Enhanced Fault Localization in Multi-Terminal HVDC Systems Using Improved Gaussian Process Regression

Accurate fault localization is crucial for protecting DC networks following the successful detection of internal faults in power transmission systems, as it minimizes the need for replacements and enables swift power recovery. This study proposes an improved Gaussian process regression (IGPR)-based fault location method for a multi-terminal high voltage DC (HVDC) system. Initially, DC voltage and current signals are captured from relay locations (both positive and negative poles) under various operating conditions during a DC fault event. Subsequently, twelve statistical features (such as mean, median, and standard deviation of voltage and current signals) along with two additional features based on the coefficient of correlations between voltage and current are extracted.
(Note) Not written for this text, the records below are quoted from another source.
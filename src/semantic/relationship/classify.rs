//! Join classification.
//!
//! A bound query is split into top-level conjuncts. An `=` between a
//! `this` attribute and a related attribute is an equality pair; an
//! `equalsEdgePoint` is neutral; everything else is a filter.

use std::collections::BTreeSet;

use crate::dsl::{Expr, Operand, RelOp};

use super::bind::{role_of, Role};
use super::{EqualityPair, IndexResolution, JoinAnalysis};

pub fn classify(expr: &Expr, related: &str) -> JoinAnalysis {
    let mut third_objects = BTreeSet::new();
    expr.for_each_ref(&mut |r, _| {
        if let Role::Other(name) = role_of(&r.owner, related) {
            third_objects.insert(name.to_string());
        }
    });

    let mut equality_pairs = Vec::new();
    let mut has_filters = false;
    for conjunct in expr.conjuncts() {
        match conjunct {
            Expr::Compare {
                left,
                op: RelOp::Eq,
                right,
            } => match equality_pair(&left.value, &right.value, related) {
                Some(pair) => {
                    if !equality_pairs.contains(&pair) {
                        equality_pairs.push(pair);
                    }
                }
                None => has_filters = true,
            },
            Expr::EqualsEdgePoint { .. } => {}
            _ => has_filters = true,
        }
    }

    let has_parameters = !expr.params().is_empty();
    let depends_only_on_from_to = third_objects.is_empty();
    JoinAnalysis {
        depends_only_on_from_to,
        third_objects: third_objects.into_iter().collect(),
        pure_equality: !has_filters && !equality_pairs.is_empty(),
        equality_pairs,
        has_filters,
        has_parameters,
        cacheable: depends_only_on_from_to && !has_parameters,
        index_resolution: IndexResolution::Scan,
    }
}

fn equality_pair(left: &Operand, right: &Operand, related: &str) -> Option<EqualityPair> {
    let (l, r) = (left.as_attribute()?, right.as_attribute()?);
    match (role_of(&l.owner, related), role_of(&r.owner, related)) {
        (Role::This, Role::Related) => Some(EqualityPair {
            this_attribute: l.attribute.clone(),
            related_attribute: r.attribute.clone(),
        }),
        (Role::Related, Role::This) => Some(EqualityPair {
            this_attribute: r.attribute.clone(),
            related_attribute: l.attribute.clone(),
        }),
        _ => None,
    }
}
These features serve as inputs for training the proposed IGPR model, followed by random sample testing. The IGPR model incorporates hyperparameter tuning of Gaussian process regression using Bayesian optimization. Additionally, a detailed analysis on feature selection is conducted using the RRelief feature selection method. Performance evaluation of the proposed method is carried out by comparing it with several other improved machine learning models and existing literature. The results demonstrate that the proposed approach outperforms others, achieving a very low root-mean-square error of 0.004 with a coefficient of determination (R2) of 0.9956.